Backing up a production SQL Database

  • rrn 62873 (11/20/2014)


    Using Ola's solution, I have now set up a solution where the production database gets maintained (DBCC and index rebuild/defrag) every saturday, differential backups every four hours and transaction log backups every fifteen minutes. Backups are written to separate files (which is default in Ola's scripts).

    I'm sure it was just left out, but when are you running full backups?

    Gail Shaw
    Microsoft Certified Master: SQL Server, MVP, M.Sc (Comp Sci)
    SQL In The Wild: Discussions on DB performance with occasional diversions into recoverability

    We walk in the dark places no others will enter
    We stand on the bridge and no one may pass
  • Indeed, it was accidentally omitted. Full backups are run on saturdays after dbcc and index maintenance.

    Will DBCC CHECKDB ever fail a job step? If not, how does one normally get a nudge (using Ola's solution) if there is an issue?

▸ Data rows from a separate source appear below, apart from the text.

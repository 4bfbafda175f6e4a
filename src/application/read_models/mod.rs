//! Read models handed from the use case to the formatters

pub mod graph_view;

pub use graph_view::{GraphOutcome, GraphView, GraphViewOptions};
/// Adapters layer - Infrastructure implementations
///
/// This layer contains concrete implementations of the ports,
/// providing the actual integration with external systems.
pub mod outbound;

  • rrn 62873 (11/20/2014)


    Will DBCC CHECKDB ever fail a job step?

    Yes.

    Gail Shaw
    Microsoft Certified Master: SQL Server, MVP, M.Sc (Comp Sci)
    SQL In The Wild: Discussions on DB performance with occasional diversions into recoverability

    We walk in the dark places no others will enter
    We stand on the bridge and no one may pass
  • Just one question, you are aware that Diff backups aren't incremental? Ie, your last differential backup will back up every page changed since your last *full* backup, not your last Diff.

    If you are in a situation where your maintenance jobs/regular processing hit a lot of your data pages, by the end of the week you could find the size of each Diff is a significant proportion of a full backup in size, and this may take up rather a lot of space compared to a nightly full with regular log backups.

    I'm a DBA.
    I'm not paid to solve problems. I'm paid to prevent them.

  • Andrew, thanks for the insight. I know the differential is all changed data since last full backup. I just put this schedule in place and will monitor the size of the diff backups, if they become too big, I will change the full backup from weekly to daily.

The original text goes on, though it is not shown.